We create the conditions for genuine participation:
- Culturally safe spaces where people feel respected and heard
- Shared decision-making that honours lived experience alongside professional expertise
- Practical methods that make participation accessible, not performative
- Capability transfer so organisations can continue co-designing after we leave
When done well, co-design produces solutions people actually want to use — because they helped create them.
How we approach co-design
We navigate the complexity that genuine co-design demands — addressing power dynamics, building trust, and creating space for voices that are often excluded. Our approach goes beyond workshops and sticky notes.
We work alongside communities and organisations to:
- Map power dynamics and design processes that redistribute authority
- Build trust over time through sustained engagement, not one-off sessions
- Adapt methods to the cultural and social context of each community
- Connect lived experience to systemic change so insights translate into lasting impact
What emerges is not just better solutions, but stronger relationships between organisations and the communities they serve.

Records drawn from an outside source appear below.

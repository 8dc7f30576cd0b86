//! Similarity grouping, background size caching and sorting for photo and
//! video libraries.

pub mod config;
pub mod core;

pub use crate::config::{ConfigError, LibraryConfig};
pub use crate::core::asset::{format_byte_count, Asset, MediaKind};
pub use crate::core::fingerprint::{
    ExtractionError, FeatureVector, FingerprintExtractor, ImageHashExtractor,
};
pub use crate::core::library::{CommandOutcome, Library, LibraryCommand, LibraryError};
pub use crate::core::similarity::{
    GroupingReport, SimilarityGroup, SimilarityGrouper, DEFAULT_SIMILARITY_THRESHOLD,
};
pub use crate::core::size_cache::{CachingState, SizeCache, SizeScanProgress};
pub use crate::core::sort::SortOrder;
pub use crate::core::store::{AssetStore, DirectoryStore, StoreError};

From personal experience to national policy
We have applied co-design across a remarkable range of contexts — from deeply personal mental health experiences to large-scale service transformation. The common thread is a commitment to centring the people most affected by the outcome.
Our co-design work spans:
- Indigenous self-determination — working on country with First Nations communities
- Mental health and wellbeing — partnering with people with lived experience
- Health service transformation — redesigning systems alongside frontline staff and consumers
- Crisis response — rapidly co-designing support during national emergencies
Each context demands different approaches, but the principle stays the same: the people closest to the problem hold essential knowledge for the solution.
When researchers at RMIT and The University of Melbourne needed to support Wiradjuri self-determination through digital tools, we co-designed on country — creating a community storytelling platform that honours the complexity of contemporary Indigenous identity.
Co-design in moments that matter
Some of the most important co-design happens during times of crisis, when affected communities need to shape urgent responses — not just receive them. Speed and sensitivity are not opposites; genuine participation is possible even under pressure.
We have learned that co-design during difficult moments requires:
- Rapid trust-building with people in vulnerable situations
- Flexible methods that adapt as circumstances shift
- Clear pathways from lived experience to organisational action
- Honest acknowledgement of the limits of what participation can achieve
The results go beyond immediate solutions. Organisations that co-design during crises build the muscle for ongoing community partnership.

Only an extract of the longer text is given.